UN TRANSATLANTICO UNICO AL MONDO

 

A bordo del più grande transatlantico mai costruito dall’uomo fino ad allora – lungo 271 metri e largo 30, con un peso di oltre 60mila tonnellate – c’erano 2.228 persone, tra passeggeri e membri dell’equipaggio. I morti furono più di 1.500, i sopravvissuti 705. Fu la prima grande tragedia europea, prima ancora dei due conflitti mondiali che segneranno il vecchio continente con le loro scie di morti e devastazioni. Il Titanic era per tutti inaffondabile, simbolo del lusso più stravagante e della modernità. Il suo mito ha ispirato anche il celebre film di James Cameron, uscito al cinema nel 1997. Un viaggio in prima classe sul Titanic costava 870 sterline, circa 16.750 euro al giorno di oggi; 25 sterline costava invece il biglietto di terza classe. Dal Titanic era possibile far partire addirittura ordini di borsa, in una sorta di anticipo di futuro di mondo globalizzato. Fu il primo mezzo di trasporto sempre collegato con l’esterno, grazie al telegrafo tra gli strumenti di bordo. Anche questo lo rendeva eccezionale.

 

 

IL CONTRIBUTO DI GUGLIELMO MARCONI E DEL SUO RADIOTELEGRAFO

 

Fu proprio dal telegrafo che partì il primo SOS, intercettato dal Carpathia, in navigazione sulla stessa rotta, che raggiunse il luogo del disastro e riuscì a salvare i naufraghi ancora vivi. Due anni dopo a Londra la prima Conferenza internazionale sulla sicurezza marittima (1914) disciplinava l’uso del radiotelegrafo senza fili, riconoscendone gli alti meriti.

I giornali sottolinearono subito come l’invenzione di Guglielmo Marconi avesse contribuito a salvare molte vite.
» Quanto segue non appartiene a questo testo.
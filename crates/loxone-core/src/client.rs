// SPDX-License-Identifier: BUSL-1.1
// Copyright (c) 2026 Loxone MCP Bridge Contributors

//! Facade bundling the HTTP command client, token manager, WebSocket
//! session, state mirror, structure catalogue, and sensor log into one
//! handle per Miniserver connection.

use std::sync::Arc;
use std::time::Duration;

use tokio::sync::RwLock;
use tokio::task::JoinHandle;

use crate::catalogue::Catalogue;
use crate::config::LoxoneConfig;
use crate::discovery::{self, DiscoveredSensor};
use crate::error::LoxoneError;
use crate::http::LoxoneHttpClient;
use crate::sensor_log::SensorStateLog;
use crate::state::StateMirror;
use crate::token::TokenManager;
use crate::ws::client::LoxoneWsClient;

pub struct LoxoneClient {
    pub config: LoxoneConfig,
    pub http: Arc<LoxoneHttpClient>,
    pub token: Arc<TokenManager>,
    pub ws: Arc<LoxoneWsClient>,
    pub state: Arc<StateMirror>,
    pub sensor_log: Arc<SensorStateLog>,
    catalogue: RwLock<Catalogue>,
    ws_task: RwLock<Option<JoinHandle<Result<(), LoxoneError>>>>,
    sync_task: RwLock<Option<JoinHandle<()>>>,
}

impl LoxoneClient {
    /// Full startup sequence (spec §4.2-§4.9): authenticate, start the
    /// WebSocket reconnect loop, fetch the structure catalogue, load the
    /// sensor log, and wire the log to auto-record every state change.
    pub async fn connect(config: LoxoneConfig) -> Result<Self, LoxoneError> {
        let http = Arc::new(LoxoneHttpClient::new(&config.host, config.port));
        let token = Arc::new(TokenManager::new(
            Arc::clone(&http),
            config.user.clone(),
            config.password.clone(),
            config.use_encryption,
            config.refresh_margin_secs,
        ));
        token.connect().await?;

        let serial_number = http
            .reachability_probe()
            .await
            .ok()
            .and_then(|v| v.get("snr").and_then(|s| s.as_str()).map(str::to_owned));

        let mirror = Arc::new(StateMirror::new());

        let ws = Arc::new(LoxoneWsClient::new(
            config.host.clone(),
            config.port,
            config.reconnect_delay(),
            config.max_reconnect_attempts,
        ));
        let ws_task = {
            let ws = Arc::clone(&ws);
            let token = Arc::clone(&token);
            let mirror = Arc::clone(&mirror);
            tokio::spawn(async move { ws.run(token, mirror).await })
        };

        let catalogue = Catalogue::load(&http, &token, serial_number).await?;

        let sensor_log = Arc::new(
            SensorStateLog::load(
                config.resolved_log_path(),
                config.max_events_per_sensor,
                config.max_sensors,
                config.sync_interval(),
            )
            .await?,
        );
        let sync_task = Arc::clone(&sensor_log).spawn_sync_task();

        let log_for_subscriber = Arc::clone(&sensor_log);
        mirror
            .subscribe(Arc::new(move |uuid, old, new| {
                let log = Arc::clone(&log_for_subscriber);
                tokio::spawn(async move {
                    log.log_state_change(uuid, old, new).await;
                });
            }))
            .await;

        Ok(Self {
            config,
            http,
            token,
            ws,
            state: mirror,
            sensor_log,
            catalogue: RwLock::new(catalogue),
            ws_task: RwLock::new(Some(ws_task)),
            sync_task: RwLock::new(Some(sync_task)),
        })
    }

    pub async fn catalogue(&self) -> Catalogue {
        self.catalogue.read().await.clone()
    }

    /// Re-fetch `LoxAPP3.json`. Never cached to disk; always a live refetch
    /// (spec open question, recorded in the grounding ledger).
    pub async fn refresh_catalogue(&self) -> Result<(), LoxoneError> {
        let serial_number = self.catalogue.read().await.miniserver.serial_number.clone();
        let fresh = Catalogue::load(&self.http, &self.token, serial_number).await?;
        *self.catalogue.write().await = fresh;
        Ok(())
    }

    pub async fn discover_sensors(&self, window: Duration) -> Vec<DiscoveredSensor> {
        discovery::discover(&self.state, window).await
    }

    /// Issue an authenticated command, refreshing the token first if it is
    /// close to expiry (spec §4.3 refresh policy).
    pub async fn send_command(&self, path: &str) -> Result<serde_json::Value, LoxoneError> {
        self.token.ensure_fresh().await?;
        self.http.send(&self.token, path, true).await
    }

    /// Orderly shutdown: stop the WebSocket loop, abort the sync task after
    /// one final flush, and kill the session token, all bounded by one
    /// aggregate 10s budget (spec §5).
    pub async fn shutdown(&self) {
        let deadline = Duration::from_secs(10);
        if tokio::time::timeout(deadline, self.shutdown_inner()).await.is_err() {
            tracing::warn!("shutdown did not complete within the 10s budget, abandoning remaining steps");
        }
    }

    async fn shutdown_inner(&self) {
        self.ws.shutdown();
        if let Some(handle) = self.ws_task.write().await.take() {
            let _ = handle.await;
        }
        if let Some(handle) = self.sync_task.write().await.take() {
            handle.abort();
        }
        self.sensor_log.shutdown().await;
        self.token.kill().await;
    }
}
// SPDX-License-Identifier: BUSL-1.1
// Copyright (c) 2026 Loxone MCP Bridge Contributors

//! HTTP command client (C2): issues authenticated GET requests to
//! `jdev/...` command paths and parses `LL`-wrapped JSON responses.

use std::sync::atomic::{AtomicBool, Ordering};

use reqwest::Client;
use serde::Deserialize;

use crate::error::LoxoneError;
use crate::token::TokenManager;

#[derive(Debug, Deserialize)]
struct LLEnvelope {
    #[serde(rename = "LL")]
    ll: LLBody,
}

#[derive(Debug, Deserialize)]
struct LLBody {
    #[serde(default)]
    code: serde_json::Value,
    #[serde(default)]
    value: serde_json::Value,
}

impl LLBody {
    fn code_str(&self) -> String {
        match &self.code {
            serde_json::Value::String(s) => s.clone(),
            serde_json::Value::Number(n) => n.to_string(),
            _ => String::new(),
        }
    }
}

/// Thin HTTP client for one Miniserver. Holds only transport state; the
/// token lives in [`TokenManager`].
pub struct LoxoneHttpClient {
    base_url: String,
    client: Client,
    broken: AtomicBool,
}

impl LoxoneHttpClient {
    pub fn new(host: &str, port: u16) -> Self {
        let client = Client::builder()
            .timeout(std::time::Duration::from_secs(30))
            .build()
            .unwrap_or_default();
        Self { base_url: format!("http://{host}:{port}"), client, broken: AtomicBool::new(false) }
    }

    pub fn is_broken(&self) -> bool {
        self.broken.load(Ordering::Relaxed)
    }

    fn url(&self, path: &str) -> String {
        if let Some(stripped) = path.strip_prefix('/') {
            format!("{}/{}", self.base_url, stripped)
        } else {
            format!("{}/{}", self.base_url, path)
        }
    }

    /// Issue a plain unauthenticated GET against an absolute path and parse
    /// the `LL` envelope. Used by the token handshake (C3), which has no
    /// token yet to attach.
    pub async fn raw_get(&self, path: &str) -> Result<serde_json::Value, LoxoneError> {
        let url = self.url(path);
        let resp = self.client.get(&url).send().await.map_err(|e| {
            self.broken.store(true, Ordering::Relaxed);
            LoxoneError::Transport(e.to_string())
        })?;

        if resp.status().is_server_error() {
            self.broken.store(true, Ordering::Relaxed);
            return Err(LoxoneError::Transport(format!("server error: {}", resp.status())));
        }

        let text = resp.text().await.map_err(|e| LoxoneError::Transport(e.to_string()))?;
        let envelope: LLEnvelope =
            serde_json::from_str(&text).map_err(|e| LoxoneError::Decode(e.to_string()))?;

        match envelope.ll.code_str().as_str() {
            "200" => {
                self.broken.store(false, Ordering::Relaxed);
                Ok(envelope.ll.value)
            }
            "401" => Err(LoxoneError::Unauthorized),
            other => Err(LoxoneError::Decode(format!("unexpected LL.code: {other}"))),
        }
    }

    /// Reachability probe required before any other request after (re)connect
    /// (spec §4.2): `GET /jdev/cfg/apiKey`.
    pub async fn reachability_probe(&self) -> Result<serde_json::Value, LoxoneError> {
        self.raw_get("jdev/cfg/apiKey").await
    }

    /// Issue an authenticated command, retrying once through the token
    /// manager on a 401 (spec §4.2, §7).
    pub async fn send(
        &self,
        token: &TokenManager,
        path: &str,
        requires_auth: bool,
    ) -> Result<serde_json::Value, LoxoneError> {
        let full_path = self.build_path(token, path, requires_auth).await?;

        match self.raw_get(&full_path).await {
            Ok(value) => Ok(value),
            Err(LoxoneError::Unauthorized) => {
                token.reauth().await?;
                let retried_path = self.build_path(token, path, requires_auth).await?;
                self.raw_get(&retried_path).await
            }
            Err(e) => Err(e),
        }
    }

    async fn build_path(
        &self,
        token: &TokenManager,
        path: &str,
        requires_auth: bool,
    ) -> Result<String, LoxoneError> {
        let authenticated = if requires_auth {
            let jwt = token.current_token().await.unwrap_or_default();
            let user = urlencode(&token.user);
            let sep = if path.contains('?') { '&' } else { '?' };
            format!("{path}{sep}autht={jwt}&user={user}")
        } else {
            path.to_owned()
        };

        match token.encryptor().await {
            Some(encryptor) => match encryptor.encrypt(&authenticated) {
                Ok(wrapped) => Ok(wrapped),
                Err(e) => {
                    tracing::warn!(err = %e, "command encryption failed, falling back to plaintext");
                    Ok(authenticated)
                }
            },
            None => Ok(authenticated),
        }
    }
}

/// Minimal percent-encoding sufficient for Loxone path segments (user names,
/// base64 ciphertext). Matches the character set the Miniserver's own HTTP
/// parser tolerates: alphanumerics and `-_.~` pass through unescaped.
pub fn urlencode(s: &str) -> String {
    let mut out = String::with_capacity(s.len());
    for byte in s.bytes() {
        match byte {
            b'A'..=b'Z' | b'a'..=b'z' | b'0'..=b'9' | b'-' | b'_' | b'.' | b'~' => {
                out.push(byte as char)
            }
            _ => out.push_str(&format!("%{byte:02X}")),
        }
    }
    out
}
// SPDX-License-Identifier: BUSL-1.1
// Copyright (c) 2026 Loxone MCP Bridge Contributors

//! Credential provider (C1): `host`/`user`/`password` resolve through
//! `clap`'s own CLI-flag-then-env-var merging on
//! [`crate::config::LoxoneConfig`] — spec §4.1's "backends tried in
//! order, first non-empty wins" with exactly one backend, environment
//! variables, shipped (keychain/secret-manager backends are out of scope
//! per spec §1). This module otherwise only resolves the state directory
//! used to persist the sensor log.

/// Resolve the state directory for persisted data (the state-change log).
///
/// Checks `LOXONE_STATE_DIR`, then `$XDG_STATE_HOME/loxone-mcp`, then
/// `$HOME/.local/state/loxone-mcp`, falling back to `.loxone-mcp`.
pub fn state_dir() -> std::path::PathBuf {
    if let Ok(dir) = std::env::var("LOXONE_STATE_DIR") {
        return std::path::PathBuf::from(dir);
    }
    if let Ok(xdg) = std::env::var("XDG_STATE_HOME") {
        return std::path::PathBuf::from(xdg).join("loxone-mcp");
    }
    if let Ok(home) = std::env::var("HOME") {
        return std::path::PathBuf::from(home).join(".local/state/loxone-mcp");
    }
    std::path::PathBuf::from(".loxone-mcp")
}
// SPDX-License-Identifier: BUSL-1.1
// Copyright (c) 2026 Loxone MCP Bridge Contributors

//! Bearer/API-key authentication for the HTTP+SSE transport (spec §4.11).
//! Every non-health route requires either `Authorization: Bearer {key}` or
//! `X-API-Key: {key}`, compared in constant time. Grounded on the same
//! pattern as a bearer-token proxy layer in the corpus, adapted from a
//! single-scheme check to the two header forms this spec requires.

use axum::extract::State;
use axum::http::{HeaderMap, HeaderValue, Request, StatusCode};
use axum::middleware::Next;
use axum::response::{IntoResponse, Response};

use crate::transport::http::SseState;

/// Constant-time string comparison to avoid a timing side-channel on the
/// configured API key.
fn constant_time_eq(a: &str, b: &str) -> bool {
    let a = a.as_bytes();
    let b = b.as_bytes();
    if a.len() != b.len() {
        return false;
    }
    let mut acc = 0u8;
    for (x, y) in a.iter().zip(b.iter()) {
        acc |= x ^ y;
    }
    acc == 0
}

fn extract_key(headers: &HeaderMap) -> Option<&str> {
    if let Some(value) = headers.get(axum::http::header::AUTHORIZATION).and_then(|v| v.to_str().ok()) {
        if let Some(token) = value.strip_prefix("Bearer ") {
            return Some(token);
        }
    }
    headers.get("x-api-key").and_then(|v| v.to_str().ok())
}

fn unauthorized() -> Response {
    let mut resp = (StatusCode::UNAUTHORIZED, "unauthorized").into_response();
    resp.headers_mut().insert(axum::http::header::WWW_AUTHENTICATE, HeaderValue::from_static("Bearer"));
    resp
}

/// Whether a request to `path` carrying `headers` passes the configured API
/// key check. Pulled out of [`auth_layer`] so the decision can be unit
/// tested without standing up an axum `Next`.
fn is_authorized(require_auth: bool, api_key: Option<&str>, path: &str, headers: &HeaderMap) -> bool {
    if path == "/health" || !require_auth {
        return true;
    }
    let Some(expected) = api_key else {
        // require_auth with no configured key can never be satisfied; fail
        // closed rather than silently serving every request unauthenticated.
        return false;
    };
    matches!(extract_key(headers), Some(key) if constant_time_eq(key, expected))
}

/// Axum middleware enforcing the API key on every route except `/health`.
/// A no-op when `require_auth` is unset on [`SseState`].
pub async fn auth_layer(
    State(state): State<SseState>,
    req: Request<axum::body::Body>,
    next: Next,
) -> Response {
    if is_authorized(state.require_auth, state.api_key.as_deref(), req.uri().path(), req.headers()) {
        next.run(req).await
    } else {
        unauthorized()
    }
}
Emblematico il discorso alla Camera dei Comuni del ministro inglese delle Poste, riportato dal Corriere della Sera del 19 aprile: “Se qualche vita umana è stata salvata noi lo dobbiamo ad una sola persona: all’italiano Marconi, la cui meravigliosa invenzione è tanto preziosa per il commercio e per la vita sociale e di un valore infinito dal punto di vista umanitario”.

 

 

LA REAZIONE DEI QUOTIDIANI 

 

Il disastro viene raccontato dai giornali il giorno successivo al disastro. L’informazione riesce a essere straordinariamente tempestiva, anche se non precisa e dettagliata all’inizio. Il Corriere della Sera del 16 aprile già pubblica la notizia, ma nell’articolo si dice che tutti i passeggeri sono salvi. Purtroppo, alle prime comunicazioni dettate dalla Compagnia di navigazione seguirà la triste verità. I cronisti di mezzo mondo seguirono le notizie raccolte dai colleghi americani e inglesi nel porto di New York nei giorni successivi al naufragio. Sui quotidiani si leggono le testimonianze dei sopravvissuti. I loro racconti parlano di quegli ultimi attimi concitati, di grande confusione, di urla e poi di un silenzio agghiacciante, nella notte senza luna in quel tratto gelido dell’Atlantico (la temperatura dell’acqua era di circa 7 gradi). Il Corriere della Sera riporta l’intervista al telegrafista che per primo comunicò la notizia, Harold Bride, contattato dall’Even News di Londra. La riproduzione dell’intera intervista venne ceduta al New York Times che l’ha fatta conoscere alla stampa di mezzo mondo, un segnale anche di un bisogno nascente di informazione da parte del pubblico, all’alba di una professione che cominciava a prendere forma.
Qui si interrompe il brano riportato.